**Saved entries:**

━━━━━━

//! Storefront Product Detail
//!
//! Markdown description plus the product's category ancestry.

use leptos::prelude::*;
use leptos::task::spawn_local;

use crate::category_tree::ancestry;
use crate::markdown::parse_markdown;
use crate::models::{Category, Product};
use crate::route::{Link, Route};
use crate::services;

#[derive(Clone, PartialEq)]
enum LoadState {
    Loading,
    Missing,
    Loaded(Product),
}

#[component]
pub fn ProductDetailPage(id: u32) -> impl IntoView {
    let (state, set_state) = signal(LoadState::Loading);
    let (categories, set_categories) = signal(Vec::<Category>::new());

    spawn_local(async move {
        if let Ok(loaded) = services::list_catalog_categories().await {
            set_categories.set(loaded);
        }
        match services::get_product(id).await {
            Ok(Some(product)) => set_state.set(LoadState::Loaded(product)),
            Ok(None) => set_state.set(LoadState::Missing),
            Err(e) => {
                log::error!("loading product {} failed: {}", id, e);
                set_state.set(LoadState::Missing);
            }
        }
    });

    move || match state.get() {
        LoadState::Loading => view! { <p class="loading">"Loading..."</p> }.into_any(),
        LoadState::Missing => view! {
            <section class="not-found">
                <h1>"Product not found"</h1>
                <Link href=Route::Products.path()>"Browse all products"</Link>
            </section>
        }
        .into_any(),
        LoadState::Loaded(product) => {
            let trail = categories.with(|cats| ancestry(cats, product.category_id));
            let description = parse_markdown(&product.description);
            view! {
                <article class="product-detail">
                    <nav class="category-trail">
                        {trail.into_iter().map(|c| {
                            let href = format!("{}?category={}", Route::Products.path(), c.id);
                            view! { <Link href=href class="trail-link">{c.name}</Link> }
                        }).collect_view()}
                    </nav>
                    <h1>{product.name.clone()}</h1>
                    <div class="product-meta">
                        <span class="price">{product.price_label()}</span>
                        <span class="rating">{format!("★ {:.1}", product.rating)}</span>
                    </div>
                    <div class="product-description" inner_html=description></div>
                </article>
            }
            .into_any()
        }
    }
}
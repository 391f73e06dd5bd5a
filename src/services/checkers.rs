//! Quality Checker Service
//!
//! Checker registration and inspection assignments. Served from fixtures.

use super::{simulate_latency, ApiError};
use crate::mock;
use crate::models::Inspection;
use crate::onboarding::CheckerApplication;

/// `CHK-0042`
pub fn format_checker_id(seq: u32) -> String {
    format!("CHK-{:04}", seq % 10_000)
}

/// Returns the issued checker ID
pub async fn register_checker(application: &CheckerApplication) -> Result<String, ApiError> {
    simulate_latency().await;
    log::info!("registered checker {} (mock)", application.email);
    Ok(format_checker_id((js_sys::Date::now() as u64 % 10_000) as u32))
}

pub async fn list_inspections(checker_id: &str) -> Result<Vec<Inspection>, ApiError> {
    simulate_latency().await;
    log::debug!("loading inspections for {}", checker_id);
    Ok(mock::inspections())
}

#[cfg(test)]
mod tests {
    use super::*;

    #[test]
    fn test_format_checker_id() {
        assert_eq!(format_checker_id(42), "CHK-0042");
        assert_eq!(format_checker_id(123_456), "CHK-3456");
    }
}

━━━━━━

Identify the lines above that contain the word "Products", then copy them.

**ANSWER FOR THE TASK:**
                <Link href=Route::Products.path()>"Browse all products"</Link>
                            let href = format!("{}?category={}", Route::Products.path(), c.id);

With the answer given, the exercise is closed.